Although there are grave problems discussed, and sad and searching
experiences described in this work, yet its spirit is, in the main,
hopeful, serene, almost glad. It is the spirit inspired from a near
acquaintance with the higher life of art. Seeing there something
really achieved and completed, corresponding with the soul's desires,
faith is enlivened as to the eventual fulfilment of those desires, and
we feel a certainty that the existence which looks at present so
marred and fragmentary shall yet end in harmony. The shuttle is at
work, and the threads are gradually added that shall bring out the
pattern, and prove that what seems at present confusion is really the
way and means to order and beauty.
JENNY LIND,
THE "CONSUELO" OF GEORGE SAND.
Jenny Lind, the prima donna of Stockholm, is among the most
distinguished of those geniuses who have been invited to welcome the
queen to Germany.
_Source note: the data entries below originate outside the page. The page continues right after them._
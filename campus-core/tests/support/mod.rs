#![allow(dead_code)]

use std::sync::Arc;

use async_trait::async_trait;
use campus_core::record::{field_contains, field_eq, text_contains};
use campus_core::{CrudService, Latency, MemoryRepository, Record, RecordFilter, Repository};
use chrono::{DateTime, Utc};

#[derive(Debug, Clone, PartialEq)]
pub struct Note {
    pub id: String,
    pub class_id: String,
    pub tags: Vec<String>,
    pub title: String,
    pub body: String,
    pub created_at: DateTime<Utc>,
}

pub struct NoteDraft {
    pub class_id: String,
    pub tags: Vec<String>,
    pub title: String,
    pub body: String,
}

#[derive(Debug, Clone, Default)]
pub struct NotePatch {
    pub title: Option<String>,
    pub body: Option<String>,
}

#[derive(Debug, Clone, Default)]
pub struct NoteFilter {
    pub class_id: Option<String>,
    pub tag: Option<String>,
    pub search: Option<String>,
}

impl Record for Note {
    type Draft = NoteDraft;
    type Patch = NotePatch;

    const PREFIX: &'static str = "note";
    const LABEL: &'static str = "Note";

    fn id(&self) -> &str {
        &self.id
    }

    fn from_draft(id: String, created_at: DateTime<Utc>, draft: NoteDraft) -> Self {
        Self {
            id,
            class_id: draft.class_id,
            tags: draft.tags,
            title: draft.title,
            body: draft.body,
            created_at,
        }
    }

    fn apply(&mut self, patch: NotePatch) {
        if let Some(title) = patch.title {
            self.title = title;
        }
        if let Some(body) = patch.body {
            self.body = body;
        }
    }
}

impl RecordFilter<Note> for NoteFilter {
    fn matches(&self, note: &Note) -> bool {
        field_eq(self.class_id.as_deref(), &note.class_id)
            && field_contains(self.tag.as_deref(), &note.tags)
            && text_contains(self.search.as_deref(), &note.title)
    }
}

pub fn note(id: &str, class_id: &str, title: &str) -> Note {
    Note {
        id: id.to_string(),
        class_id: class_id.to_string(),
        tags: vec![],
        title: title.to_string(),
        body: String::new(),
        created_at: Utc::now(),
    }
}

pub fn draft(class_id: &str, title: &str) -> NoteDraft {
    NoteDraft {
        class_id: class_id.to_string(),
        tags: vec!["general".to_string()],
        title: title.to_string(),
        body: "body".to_string(),
    }
}

pub fn service_with(notes: Vec<Note>) -> CrudService<Note> {
    CrudService::new(
        "notes",
        Arc::new(MemoryRepository::with_records(notes)),
        Latency::none(),
    )
}

/// A backend whose every read blows up.
pub struct BrokenRepository;

#[async_trait]
impl Repository<Note> for BrokenRepository {
    async fn list(&self, _filter: &dyn RecordFilter<Note>) -> anyhow::Result<Vec<Note>> {
        Err(anyhow::anyhow!("connection reset"))
    }
}
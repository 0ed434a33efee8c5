mod support;

use campus_core::ErrorKind;
use campus_portal::services::payments::{
    PaymentFilter, PaymentFrequency, PaymentPatch, PaymentStatus, PaymentTypeDraft, PaymentTypeFilter,
    PaymentTypePatch,
};
use serde_json::json;
use tracing_test::traced_test;

use support::demo_portal;

#[tokio::test]
#[traced_test]
async fn make_payment_completes_an_existing_payment() {
    let portal = demo_portal();

    let env = portal.payments.make_payment("p1").await.unwrap();
    assert!(env.is_success());
    assert_eq!(env.message(), Some("Payment successful"));

    let paid = env.into_data().unwrap();
    assert_eq!(paid.status, PaymentStatus::Completed);
    assert!(paid.paid_date.is_some());
    assert!(paid.reference.as_deref().is_some_and(|r| r.starts_with("TXN-")));

    // the change is visible to the next read
    let reread = portal.payments.get("p1").await.unwrap().into_data().unwrap();
    assert_eq!(reread, paid);
    assert!(logs_contain("payment completed"));
}

#[tokio::test]
#[traced_test]
async fn make_payment_on_a_missing_id_is_a_failure_envelope() {
    let portal = demo_portal();

    let env = portal.payments.make_payment("p2").await.unwrap();
    assert!(!env.is_success());
    assert_eq!(env.error(), Some("Payment not found"));
    assert_eq!(env.error_kind(), Some(ErrorKind::NotFound));
    assert_eq!(
        serde_json::to_value(&env).unwrap(),
        json!({"success": false, "error": "Payment not found", "errorKind": "not_found"})
    );
    assert!(logs_contain("Payment not found"));
}

#[tokio::test]
async fn summary_splits_paid_from_outstanding() {
    let portal = demo_portal();

    let summary = portal.payments.summary("s1").await.unwrap().into_data().unwrap();
    assert_eq!(summary.completed_count, 1);
    assert_eq!(summary.outstanding_count, 1);
    assert_eq!(summary.total_paid, 2_500_000);
    assert_eq!(summary.total_outstanding, 15_000_000);

    portal.payments.make_payment("p1").await.unwrap();
    let after = portal.payments.summary("s1").await.unwrap().into_data().unwrap();
    assert_eq!(after.total_outstanding, 0);
    assert_eq!(after.total_paid, 17_500_000);
}

#[tokio::test]
async fn list_filters_by_student_and_status() {
    let portal = demo_portal();

    let s1 = portal
        .payments
        .list(&PaymentFilter::for_student("s1"))
        .await
        .unwrap()
        .into_data()
        .unwrap();
    assert!(s1.iter().all(|p| p.student_id == "s1"));
    assert_eq!(s1.len(), 2);

    let overdue = PaymentFilter {
        status: Some(PaymentStatus::Overdue),
        ..Default::default()
    };
    let overdue = portal.payments.list(&overdue).await.unwrap().into_data().unwrap();
    assert_eq!(overdue.len(), 1);
    assert_eq!(overdue[0].id, "p4");
}

#[tokio::test]
async fn payment_types_crud() {
    let portal = demo_portal();

    let created = portal
        .payments
        .create_type(PaymentTypeDraft {
            school_id: "sch1".into(),
            name: "Lab fee".into(),
            amount: 500_000,
            frequency: PaymentFrequency::Annually,
            applicable_classes: vec!["c2".into()],
            mandatory: false,
        })
        .await
        .unwrap()
        .into_data()
        .unwrap();
    assert!(created.id.starts_with("payment_type_"));

    let for_c2 = PaymentTypeFilter {
        class_id: Some("c2".into()),
        ..Default::default()
    };
    let names: Vec<_> = portal
        .payments
        .list_types(&for_c2)
        .await
        .unwrap()
        .into_data()
        .unwrap()
        .into_iter()
        .map(|t| t.name)
        .collect();
    assert_eq!(names, vec!["Tuition".to_string(), "Lab fee".to_string()]);

    let renamed = portal
        .payments
        .update_type(
            &created.id,
            PaymentTypePatch {
                name: Some("Science lab".into()),
                ..Default::default()
            },
        )
        .await
        .unwrap()
        .into_data()
        .unwrap();
    assert_eq!(renamed.name, "Science lab");
    assert_eq!(renamed.amount, 500_000);

    assert!(portal.payments.delete_type(&created.id).await.unwrap().is_success());
    let again = portal.payments.delete_type(&created.id).await.unwrap();
    assert_eq!(again.error(), Some("Payment type not found"));
}

#[tokio::test]
async fn payment_store_reconciles_make_payment_in_place() {
    let portal = demo_portal();
    let store = portal.payment_store();

    assert!(store.fetch_student_payments("s1").await);
    let before: Vec<_> = store.snapshot().items.iter().map(|p| p.id.clone()).collect();

    let paid = store.make_payment("p1").await.unwrap();
    assert_eq!(paid.status, PaymentStatus::Completed);

    let state = store.snapshot();
    let after: Vec<_> = state.items.iter().map(|p| p.id.clone()).collect();
    assert_eq!(before, after);
    assert_eq!(state.items[0].status, PaymentStatus::Completed);

    assert!(store.make_payment("p2").await.is_none());
    assert_eq!(store.snapshot().error.as_deref(), Some("Payment not found"));
    assert_eq!(store.snapshot().items, state.items);
}

#[tokio::test]
async fn payment_type_store_lists_a_school_catalogue() {
    let portal = demo_portal();
    let store = portal.payment_type_store();

    assert!(store.fetch_payment_types("sch1").await);
    assert_eq!(store.snapshot().items.len(), 2);

    assert!(store.delete_payment_type("pt2").await);
    assert_eq!(store.snapshot().items.len(), 1);

    assert!(store.fetch_payment_types("other-school").await);
    assert!(store.snapshot().items.is_empty());
}

#[tokio::test]
async fn payment_store_updates_in_place() {
    let portal = demo_portal();
    let store = portal.payment_store();
    assert!(store.fetch_student_payments("s1").await);

    let patch = PaymentPatch {
        description: Some("Tuition, first term (discounted)".into()),
        amount: Some(12_000_000),
        ..Default::default()
    };
    let updated = store.update_payment("p1", patch).await.unwrap();
    assert_eq!(updated.amount, 12_000_000);
    assert_eq!(updated.status, PaymentStatus::Pending);

    let state = store.snapshot();
    assert_eq!(state.items[0], updated);
    assert_eq!(state.items.len(), 2);

    assert!(store.update_payment("p2", PaymentPatch::default()).await.is_none());
    assert_eq!(store.snapshot().error.as_deref(), Some("Payment not found"));
}
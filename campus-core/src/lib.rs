//! campus-core: the generic pieces behind every portal domain.
//!
//! - [`Repository`] / [`MemoryRepository`]: owned backing collections
//! - [`CrudService`]: latency + envelope around a repository
//! - [`Store`]: `{items, is_loading, error}` client state

pub mod config;
pub mod envelope;
pub mod errors;
pub mod latency;
pub mod record;
pub mod repository;
pub mod service;
pub mod store;

pub use config::{PortalConfig, PortalConfigSnapshot};
pub use envelope::Envelope;
pub use errors::{ErrorKind, PortalError, PortalResult};
pub use latency::{Latency, OperationWeight};
pub use record::{Record, RecordFilter};
pub use repository::{MemoryRepository, Repository};
pub use service::{CrudService, ServiceMethodKind};
pub use store::{Store, StorePolicy, StoreState, NETWORK_ERROR_MESSAGE};
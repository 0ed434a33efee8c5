//! Client state stores.
//!
//! A [`Store`] mirrors one collection into UI-observable state:
//! `{ items, is_loading, error }`. Every action brackets a service call with
//! the loading flag, then reduces the envelope into state. Nothing is applied
//! optimistically: on failure `items` stay exactly as they were.
//!
//! State lives in a `tokio::sync::watch` channel. Observers call
//! [`Store::subscribe`] and see every transition; no lock is held across
//! an `.await`.

use std::future::Future;
use std::sync::atomic::{AtomicU64, AtomicUsize, Ordering};

use anyhow::Result;
use tokio::sync::watch;
use tracing::{debug, warn};

use crate::config::PortalConfigSnapshot;
use crate::envelope::Envelope;
use crate::record::Record;

/// Error text shown when a service call fails outright.
pub const NETWORK_ERROR_MESSAGE: &str = "Network error. Please try again.";

/// What to do when fetches overlap.
#[derive(Debug, Clone, Copy, PartialEq, Eq, Default)]
pub enum StorePolicy {
    /// Every response is applied as it arrives; the last one to resolve wins.
    #[default]
    LastWriteWins,
    /// Each fetch takes a sequence number; a response from a fetch that has
    /// since been superseded is dropped. Mutations are always applied.
    LatestRequestWins,
}

impl StorePolicy {
    /// `store.policy` = `last_write_wins` | `latest_request_wins`.
    pub fn from_config(config: &PortalConfigSnapshot) -> Self {
        match config.get("store.policy").map(str::trim) {
            Some("latest_request_wins") | Some("latest") => StorePolicy::LatestRequestWins,
            _ => StorePolicy::LastWriteWins,
        }
    }
}

#[derive(Debug, Clone, PartialEq)]
pub struct StoreState<R> {
    pub items: Vec<R>,
    pub is_loading: bool,
    pub error: Option<String>,
}

impl<R> Default for StoreState<R> {
    fn default() -> Self {
        Self {
            items: Vec::new(),
            is_loading: false,
            error: None,
        }
    }
}

pub struct Store<R: Record> {
    name: &'static str,
    policy: StorePolicy,
    state: watch::Sender<StoreState<R>>,
    in_flight: AtomicUsize,
    fetch_seq: AtomicU64,
}

impl<R: Record> Store<R> {
    pub fn new(name: &'static str) -> Self {
        Self::with_policy(name, StorePolicy::default())
    }

    pub fn with_policy(name: &'static str, policy: StorePolicy) -> Self {
        let (state, _) = watch::channel(StoreState::default());
        Self {
            name,
            policy,
            state,
            in_flight: AtomicUsize::new(0),
            fetch_seq: AtomicU64::new(0),
        }
    }

    pub fn name(&self) -> &'static str {
        self.name
    }

    pub fn policy(&self) -> StorePolicy {
        self.policy
    }

    pub fn subscribe(&self) -> watch::Receiver<StoreState<R>> {
        self.state.subscribe()
    }

    pub fn snapshot(&self) -> StoreState<R> {
        self.state.borrow().clone()
    }

    pub fn items(&self) -> Vec<R> {
        self.state.borrow().items.clone()
    }

    pub fn is_loading(&self) -> bool {
        self.state.borrow().is_loading
    }

    pub fn error(&self) -> Option<String> {
        self.state.borrow().error.clone()
    }

    pub fn clear_error(&self) {
        self.state.send_modify(|s| s.error = None);
    }

    /// Replace `items` with the listed records.
    ///
    /// Returns `true` when the response was applied as a success.
    pub async fn fetch<Fut>(&self, call: Fut) -> bool
    where
        Fut: Future<Output = Result<Envelope<Vec<R>>>>,
    {
        let ticket = self.fetch_seq.fetch_add(1, Ordering::SeqCst) + 1;
        let bracket = self.begin();
        debug!(store = self.name, ticket, "fetch started");

        let outcome = call.await;

        if self.policy == StorePolicy::LatestRequestWins
            && self.fetch_seq.load(Ordering::SeqCst) != ticket
        {
            debug!(store = self.name, ticket, "stale fetch response dropped");
            bracket.close(|_| {});
            return false;
        }

        self.settle(bracket, outcome, |items, data| *items = data)
    }

    /// Append the created record. Returns it on success.
    pub async fn create<Fut>(&self, call: Fut) -> Option<R>
    where
        Fut: Future<Output = Result<Envelope<R>>>,
    {
        let bracket = self.begin();
        let outcome = call.await;

        let mut created = None;
        self.settle(bracket, outcome, |items, record| {
            created = Some(record.clone());
            items.push(record);
        });
        created
    }

    /// Replace the record with the same id in place. Returns it on success.
    pub async fn update<Fut>(&self, call: Fut) -> Option<R>
    where
        Fut: Future<Output = Result<Envelope<R>>>,
    {
        let bracket = self.begin();
        let outcome = call.await;

        let mut updated = None;
        self.settle(bracket, outcome, |items, record| {
            replace_by_id(items, &record);
            updated = Some(record);
        });
        updated
    }

    /// Replace every returned record in place, e.g. after a bulk publish.
    pub async fn update_many<Fut>(&self, call: Fut) -> Option<Vec<R>>
    where
        Fut: Future<Output = Result<Envelope<Vec<R>>>>,
    {
        let bracket = self.begin();
        let outcome = call.await;

        let mut updated = None;
        self.settle(bracket, outcome, |items, records| {
            for record in &records {
                replace_by_id(items, record);
            }
            updated = Some(records);
        });
        updated
    }

    /// Drop the record with `id` from `items` once the call succeeds.
    pub async fn remove<Fut>(&self, id: &str, call: Fut) -> bool
    where
        Fut: Future<Output = Result<Envelope<()>>>,
    {
        let bracket = self.begin();
        let outcome = call.await;

        self.settle(bracket, outcome, |items, ()| items.retain(|r| r.id() != id))
    }

    /// Open a loading bracket. It closes when the returned guard is closed
    /// or dropped, so a cancelled action still releases `is_loading`.
    fn begin(&self) -> LoadingBracket<'_, R> {
        self.state.send_modify(|s| {
            self.in_flight.fetch_add(1, Ordering::SeqCst);
            s.is_loading = true;
            s.error = None;
        });
        LoadingBracket {
            store: self,
            open: true,
        }
    }

    /// Apply `f` and release one in-flight slot in the same state transition.
    fn release(&self, f: impl FnOnce(&mut StoreState<R>)) {
        self.state.send_modify(|s| {
            f(s);
            let left = self.in_flight.fetch_sub(1, Ordering::SeqCst).saturating_sub(1);
            s.is_loading = left > 0;
        });
    }

    fn settle<T>(
        &self,
        bracket: LoadingBracket<'_, R>,
        outcome: Result<Envelope<T>>,
        reduce: impl FnOnce(&mut Vec<R>, T),
    ) -> bool {
        match outcome {
            Ok(Envelope::Success { data, .. }) => {
                bracket.close(|s| reduce(&mut s.items, data));
                true
            }
            Ok(Envelope::Failure { error, .. }) => {
                warn!(store = self.name, %error, "service reported failure");
                bracket.close(|s| s.error = Some(error));
                false
            }
            Err(err) => {
                warn!(store = self.name, error = %err, "service call failed");
                bracket.close(|s| s.error = Some(NETWORK_ERROR_MESSAGE.to_string()));
                false
            }
        }
    }
}

/// One in-flight action. Dropping it unclosed (the action's future was
/// cancelled) releases its slot without touching `items` or `error`.
struct LoadingBracket<'a, R: Record> {
    store: &'a Store<R>,
    open: bool,
}

impl<R: Record> LoadingBracket<'_, R> {
    fn close(mut self, f: impl FnOnce(&mut StoreState<R>)) {
        self.open = false;
        self.store.release(f);
    }
}

impl<R: Record> Drop for LoadingBracket<'_, R> {
    fn drop(&mut self) {
        if self.open {
            debug!(store = self.store.name, "action dropped before completion");
            self.store.release(|_| {});
        }
    }
}

fn replace_by_id<R: Record>(items: &mut [R], record: &R) {
    if let Some(slot) = items.iter_mut().find(|r| r.id() == record.id()) {
        *slot = record.clone();
    }
}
Her name has been unknown among us, as she is still
young, and has not wandered much from the scene of her first triumphs;
but many may have seen, last winter, in the foreign papers, an account
of her entrance into Stockholm after an absence of some length. The
people received her with loud cries of homage, took the horses from
her carriage and drew her home; a tribute of respect often paid to
conquerors and statesmen, but seldom, or, as far as we know, never to
the priesthood of the muses, who have conferred the higher benefit of
raising, refining and exhilarating, the popular mind.